August 2004 issue
The total radiation dose that can be absorbed by a crystal before the diffraction pattern is destroyed is finite. A program, RADDOSE, is presented that calculates the irradiation time by which the theoretical dose limit is reached for a given crystal and X-ray energy.
A detailed consideration of particle size distributions in nanostructured powders determined by small-angle scattering is presented including a direct measure of the width of the particle size distribution and the moments of the distribution for spherical particles. Comparison is made with TEM and gas adsorption data from crystalline pyrolytic powders, as well as with the available techniques for the determination of particle size distribution in scattering.
An analysis of simulated framework structure, based on the rigid-unit model and providing a novel way of extracting information from reverse Monte Carlo simulations, is developed. A program called GASP has been developed to perform this analysis and this program is freely available to researchers.
In cases where there is massive librational disorder, smearing the atomic density out over a simple geometric shape provides a more realistic approximation to the true electron density than using a model consisting of multiply disordered partial atoms. This implementation enables simple geometric shapes to coexist with localized atoms.

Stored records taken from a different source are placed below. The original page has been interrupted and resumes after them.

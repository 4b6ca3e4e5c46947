use serde::{Deserialize, Serialize};
use std::fmt;

/// Marker prepended to caller-supplied keys.
///
/// Computed keys are base64 and never contain `:`, so the two key spaces
/// cannot collide.
pub const EXPLICIT_KEY_PREFIX: &str = "explicit:";

/// Identity of a request for dedup and caching purposes.
///
/// Two requests are the same iff their keys are equal.
#[derive(Hash, Eq, PartialEq, Clone, Debug, PartialOrd, Ord, Serialize, Deserialize)]
#[serde(transparent)]
pub struct RequestKey(String);

impl RequestKey {
    pub(crate) fn computed(digest: String) -> Self {
        RequestKey(digest)
    }

    pub(crate) fn explicit(key: &str) -> Self {
        RequestKey(format!("{EXPLICIT_KEY_PREFIX}{key}"))
    }

    pub fn as_str(&self) -> &str {
        &self.0
    }

    /// Whether the key was supplied by the caller rather than computed
    pub fn is_explicit(&self) -> bool {
        self.0.starts_with(EXPLICIT_KEY_PREFIX)
    }
}

impl fmt::Display for RequestKey {
    fn fmt(&self, f: &mut fmt::Formatter<'_>) -> fmt::Result {
        f.write_str(&self.0)
    }
}

impl AsRef<str> for RequestKey {
    fn as_ref(&self) -> &str {
        &self.0
    }
}
//! Deterministic string forms of requests.
//!
//! Every field of the final canonical string is tagged and length-prefixed
//! (`U42:https://…`), so two different combinations of method, URL, headers
//! and body can never serialize to the same string.

use crate::{
    error::HashError,
    hasher::{digest, KeyHasher},
    request::{RequestBody, RequestDescriptor},
};
use std::collections::BTreeSet;
use std::fmt::Write as _;
use url::Url;

/// Emitted in place of headers when no header names are configured
pub const NO_HEADER_KEYS: &str = "<none>";

/// Canonical form of a request body
#[derive(Clone, Debug, PartialEq, Eq)]
pub enum BodyCanon {
    Absent,
    Digest(String),
    /// The body is not safely re-readable and must stay out of the identity.
    /// This is a signal, not an error.
    Unhashable,
}

/// Default port of the well-known schemes
fn default_port(scheme: &str) -> Option<u16> {
    match scheme {
        "http" | "ws" => Some(80),
        "https" | "wss" => Some(443),
        "ftp" => Some(21),
        _ => None,
    }
}

/// `scheme://host[:port]path[?sorted query]`, without userinfo or fragment
pub fn canonical_url(url: &Url) -> String {
    let scheme = url.scheme().to_ascii_lowercase();
    let mut canonical = format!(
        "{}://{}",
        scheme,
        url.host_str().unwrap_or_default().to_ascii_lowercase()
    );

    if let Some(port) = url.port().filter(|p| Some(*p) != default_port(&scheme)) {
        let _ = write!(canonical, ":{port}");
    }
    canonical.push_str(url.path());

    let mut pairs: Vec<(String, String)> = url
        .query_pairs()
        .map(|(k, v)| {
            (
                urlencoding::encode(&k).into_owned(),
                urlencoding::encode(&v).into_owned(),
            )
        })
        .collect();
    if !pairs.is_empty() {
        pairs.sort_by(|(ka, va), (kb, vb)| {
            ka.to_ascii_lowercase()
                .cmp(&kb.to_ascii_lowercase())
                .then_with(|| va.cmp(vb))
                .then_with(|| ka.cmp(kb))
        });
        let query: Vec<String> = pairs.iter().map(|(k, v)| format!("{k}={v}")).collect();
        canonical.push('?');
        canonical.push_str(&query.join("&"));
    }

    canonical
}

/// `name=v1,v2;` per configured header that is present, names sorted.
///
/// Values are percent-encoded so a value can never contain the separators.
pub fn canonical_headers(request: &RequestDescriptor, header_keys: &BTreeSet<String>) -> String {
    if header_keys.is_empty() {
        return NO_HEADER_KEYS.to_string();
    }

    let mut canonical = String::new();
    for name in header_keys {
        let mut values = request.header_values(name);
        if values.is_empty() {
            continue;
        }
        values.sort_unstable();
        let values = values
            .iter()
            .map(|value| urlencoding::encode(value))
            .collect::<Vec<_>>()
            .join(",");
        let _ = write!(canonical, "{}={};", urlencoding::encode(name), values);
    }
    canonical
}

/// Digest of the body when it is safely re-readable
pub fn canonical_body(body: &RequestBody, hasher: &dyn KeyHasher) -> Result<BodyCanon, HashError> {
    let bytes = match body {
        RequestBody::Empty => return Ok(BodyCanon::Absent),
        RequestBody::Stream | RequestBody::Opaque => return Ok(BodyCanon::Unhashable),
        RequestBody::Bytes(bytes) => bytes.to_vec(),
        RequestBody::Text { content, encoding } => {
            let mut bytes = encoding.to_ascii_lowercase().into_bytes();
            bytes.push(0);
            bytes.extend_from_slice(content.as_bytes());
            bytes
        }
        RequestBody::Form(fields) => {
            let mut fields: Vec<_> = fields.iter().collect();
            fields.sort();
            fields
                .iter()
                .map(|(k, v)| format!("{}={}", urlencoding::encode(k), urlencoding::encode(v)))
                .collect::<Vec<_>>()
                .join("&")
                .into_bytes()
        }
    };
    Ok(BodyCanon::Digest(digest(hasher, &bytes)?))
}

fn push_field(out: &mut String, tag: char, value: &str) {
    let _ = write!(out, "{}{}:{}|", tag, value.len(), value);
}

/// Full canonical string.
///
/// `body` is `None` when the body is excluded from the identity, by policy or
/// because it is unhashable.
pub fn canonical_request(
    request: &RequestDescriptor,
    header_keys: &BTreeSet<String>,
    body: Option<&str>,
) -> String {
    let mut out = String::new();
    push_field(&mut out, 'M', request.method());
    push_field(&mut out, 'U', &canonical_url(request.url()));
    push_field(&mut out, 'H', &canonical_headers(request, header_keys));
    match body {
        Some(digest) => push_field(&mut out, 'B', digest),
        None => out.push_str("B-|"),
    }
    out
}
use getset::{CopyGetters, Getters};
use serde::{Deserialize, Serialize};
use strum_macros::{Display, EnumString};

/// Whether the request body takes part in the request key
#[derive(Clone, Copy, Debug, Default, PartialEq, Eq, Serialize, Deserialize, Display, EnumString)]
#[serde(rename_all = "snake_case")]
#[strum(serialize_all = "snake_case")]
pub enum BodyInclusion {
    /// Decided by the configured include-body methods
    #[default]
    Inherit,
    Include,
    Exclude,
}

impl BodyInclusion {
    pub fn resolve(self, default: bool) -> bool {
        match self {
            BodyInclusion::Inherit => default,
            BodyInclusion::Include => true,
            BodyInclusion::Exclude => false,
        }
    }
}

/// Per-request adjustments to identity computation.
///
/// Attached by the caller right before a request is sent, read once by the
/// guard and dropped with the request.
#[derive(Clone, Debug, PartialEq, Eq, Getters, CopyGetters)]
pub struct RequestOverride {
    /// Used verbatim as the request identity when present
    #[getset(get = "pub")]
    explicit_key: Option<String>,
    #[getset(get_copy = "pub")]
    include_body: BodyInclusion,
    /// `false` sends the request straight to the transport
    #[getset(get_copy = "pub")]
    dedupe_enabled: bool,
}

impl Default for RequestOverride {
    fn default() -> Self {
        Self {
            explicit_key: None,
            include_body: BodyInclusion::Inherit,
            dedupe_enabled: true,
        }
    }
}

impl RequestOverride {
    /// Opts the request out of dedup and caching
    pub fn bypass() -> Self {
        Self {
            dedupe_enabled: false,
            ..Default::default()
        }
    }

    pub fn with_key(key: impl Into<String>) -> Self {
        Self {
            explicit_key: Some(key.into()),
            ..Default::default()
        }
    }

    pub fn with_body_inclusion(mut self, include_body: BodyInclusion) -> Self {
        self.include_body = include_body;
        self
    }
}

#[cfg(test)]
mod tests {
    use super::*;
    use std::str::FromStr;

    #[test]
    fn test_inclusion_resolution() {
        assert!(BodyInclusion::Inherit.resolve(true));
        assert!(!BodyInclusion::Inherit.resolve(false));
        assert!(BodyInclusion::Include.resolve(false));
        assert!(!BodyInclusion::Exclude.resolve(true));
    }

    #[test]
    fn test_inclusion_parses_from_config_strings() {
        assert_eq!(
            BodyInclusion::from_str("include").unwrap(),
            BodyInclusion::Include
        );
        assert_eq!(BodyInclusion::Exclude.to_string(), "exclude");
    }

    #[test]
    fn test_builders() {
        let bypass = RequestOverride::bypass();
        assert!(!bypass.dedupe_enabled());
        assert!(bypass.explicit_key().is_none());

        let keyed =
            RequestOverride::with_key("profile").with_body_inclusion(BodyInclusion::Exclude);
        assert!(keyed.dedupe_enabled());
        assert_eq!(keyed.explicit_key().as_deref(), Some("profile"));
        assert_eq!(keyed.include_body(), BodyInclusion::Exclude);
    }
}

This paper reports unexpected results obtained from independent measurements of a selection of recently grown lead titanate crystals, in which the birefringence is some four times greater than hitherto believed. This has important consequences for the use of birefringence measurements as a means of studying phase transitions in crystals.
Lysozyme has been used for an investigation into locating the sulfur anomalous scatterers using rotating anode or synchrotron radiation data recorded at room temperature, thus spanning wavelengths from 0.71 to 2 Å. It was possible to locate the sulfur atoms from a lysozyme crystal at room temperature using softer synchrotron X-rays, the experience thus gained benefiting the case of apocrustacyanin A1.

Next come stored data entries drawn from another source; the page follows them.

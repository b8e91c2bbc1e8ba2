use std::path::Path;

use graphical_interface::{run, MapConfig};

const CONFIG_PATH: &str = "map-config.json";

fn main() {
    let config_path = Path::new(CONFIG_PATH);
    let config = if config_path.exists() {
        match MapConfig::from_file(config_path) {
            Ok(config) => config,
            Err(e) => {
                eprintln!("Bad {CONFIG_PATH}: {e}");
                std::process::exit(1);
            }
        }
    } else {
        MapConfig::default()
    };

    if let Err(e) = run(config) {
        eprintln!("Map failed to start: {e}");
        std::process::exit(1);
    }
}
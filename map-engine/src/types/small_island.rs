use super::CountryCode;

/// A small nation likely missing from simplified boundary datasets,
/// rendered as a point marker at its approximate center instead.
#[derive(Debug, Clone, Copy, PartialEq)]
pub struct SmallIsland {
    pub code: &'static str,
    pub lat: f64,
    pub lon: f64,
}

impl SmallIsland {
    pub fn country_code(&self) -> CountryCode {
        // Entries are curated three-letter codes, so this cannot fail.
        CountryCode::parse(self.code).unwrap_or_else(|| {
            unreachable!("small island table holds valid codes")
        })
    }
}

/// Fixed marker table. If a future boundary dataset grows real polygons for
/// any of these, the overlay drops that marker automatically.
pub const SMALL_ISLANDS: &[SmallIsland] = &[
    SmallIsland { code: "MLT", lat: 35.9375, lon: 14.3754 },
    SmallIsland { code: "SGP", lat: 1.3521, lon: 103.8198 },
    SmallIsland { code: "BHR", lat: 26.0667, lon: 50.5577 },
    SmallIsland { code: "MDV", lat: 3.2028, lon: 73.2207 },
    SmallIsland { code: "SYC", lat: -4.6796, lon: 55.4920 },
    SmallIsland { code: "MUS", lat: -20.3484, lon: 57.5522 },
    SmallIsland { code: "STP", lat: 0.1864, lon: 6.6131 },
    SmallIsland { code: "CPV", lat: 16.5388, lon: -23.0418 },
    SmallIsland { code: "COM", lat: -11.6455, lon: 43.3333 },
    SmallIsland { code: "BRB", lat: 13.1939, lon: -59.5432 },
    SmallIsland { code: "GRD", lat: 12.1165, lon: -61.6790 },
    SmallIsland { code: "LCA", lat: 13.9094, lon: -60.9789 },
    SmallIsland { code: "VCT", lat: 13.2528, lon: -61.1971 },
    SmallIsland { code: "ATG", lat: 17.0608, lon: -61.7964 },
    SmallIsland { code: "KNA", lat: 17.3578, lon: -62.7830 },
    SmallIsland { code: "DMA", lat: 15.4150, lon: -61.3710 },
    SmallIsland { code: "WSM", lat: -13.7590, lon: -172.1046 },
    SmallIsland { code: "TON", lat: -21.1790, lon: -175.1982 },
    SmallIsland { code: "KIR", lat: 1.8709, lon: -157.3630 },
    SmallIsland { code: "PLW", lat: 7.5150, lon: 134.5825 },
    SmallIsland { code: "MHL", lat: 7.1315, lon: 171.1845 },
    SmallIsland { code: "FSM", lat: 6.9248, lon: 158.1611 },
    SmallIsland { code: "TUV", lat: -7.1095, lon: 177.6493 },
    SmallIsland { code: "NRU", lat: -0.5228, lon: 166.9315 },
    SmallIsland { code: "AND", lat: 42.5063, lon: 1.5218 },
    SmallIsland { code: "MCO", lat: 43.7384, lon: 7.4246 },
    SmallIsland { code: "SMR", lat: 43.9424, lon: 12.4578 },
    SmallIsland { code: "LIE", lat: 47.1660, lon: 9.5554 },
];

#[cfg(test)]
mod tests {
    use super::*;
    use std::collections::HashSet;

    #[test]
    fn test_table_codes_are_valid_and_unique() {
        let mut seen = HashSet::new();
        for island in SMALL_ISLANDS {
            let code = island.country_code();
            assert_eq!(code.as_str(), island.code);
            assert!(seen.insert(code), "duplicate island {}", island.code);
        }
    }

    #[test]
    fn test_table_coordinates_in_range() {
        for island in SMALL_ISLANDS {
            assert!((-90.0..=90.0).contains(&island.lat), "{}", island.code);
            assert!((-180.0..=180.0).contains(&island.lon), "{}", island.code);
        }
    }
}
mod countries;
pub use countries::Countries;

mod islands;
pub use islands::Islands;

A new high-resolution low-noise X-ray diffractometer that requires minimal sample alignment is described. Examples include the analysis of semiconductors in microdiffraction mode, and the study of bent and imperfect samples, and the results are compared with those obtained with other diffractometers.
Oriented lamellar nanocomposites formed of alternating organic and inorganic layers were prepared by evaporation-induced self-assembly and studied by small-angle X-ray scattering in symmetrical and asymmetrical reflection. A quantitative fit of the experimental data leads to a comprehensive characterization of the lamellar two-phase system in terms of the average thicknesses of the lamellae, the average period and the corresponding variances, using both the stacking model and the lattice model.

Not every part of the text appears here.